Des mouches radioactives inquiètent les habitants du Souss

615

L’installation dans la région du Souss d’un laboratoire qui produit des mouches mâles stérilisés traités par radioactivité inquiète les riverains. Contacté par H24Info, le ministère de l’Agriculture réagit.

«Ce projet est bel et bien prévu dans la région du Souss. L’idée de son lancement émane des agriculteurs d’agrumes dont les exploitations sont ravagées par la mouche appelée cératite », a confirmé, un responsable du ministère de l’agriculture contacté par H24Info.

D’après la même source, cette technique consiste en des lâchers massifs de mâles stérilisés aux rayons gamma de l’espèce en question dans la nature où ils entrent en compétition avec les mâles naturels. Leur descendance est alors stérile.

Cette technique ne présente aucun danger pour les habitants, assure de département d’Aziz Akhannouch, précisant que l’appareil qui stérilise ces mouches provient de l’Agence internationale de l’énergie atomique, organisme qui relève de l’ONU.

Pour le ministère, la mise en place de ce laboratoire permettra de lutter contre cette mouche qui occasionne des dégâts importants sur les agrumes et s’attaque à un grand nombre d’espèces fruitières. En effet, à plusieurs reprises, les Etats-Unis ont interdit l’importation d’agrumes en provenance du Maroc après avoir découvert dans des cargaisons, des larves de cette mouche appelée également mouche méditerranéenne.

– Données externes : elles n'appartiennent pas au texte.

/*
 * Copyright Amazon.com, Inc. or its affiliates. All Rights Reserved.
 * SPDX-License-Identifier: Apache-2.0.
 */

//! JSON serializer and tokenizer used by the generated marshallers and unmarshallers.

pub mod deserialize;
mod escape;
pub mod serialize;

Par ailleurs, relayant les inquiétudes des associations locales de la commune d’Ait Melloul où devrait se situer le centre de production des mâles radioactifs, le député PJD  Houcine Harich a adressé une question écrite au ministère de l’agriculture. « Personne ne nous a expliqué en quoi consistera ce projet. Aura-t-il un impact sur la santé des habitants? », a-t-il déclaré à H24Info. D’après le parlementaire du Souss, il est incompréhensible que le ministère choisisse d’installer ce projet dans cette commune, et ce, loin des exploitations agricoles concernées qui se trouvent, notamment à Taroudant, à Chtouka, ou encore à Berkane.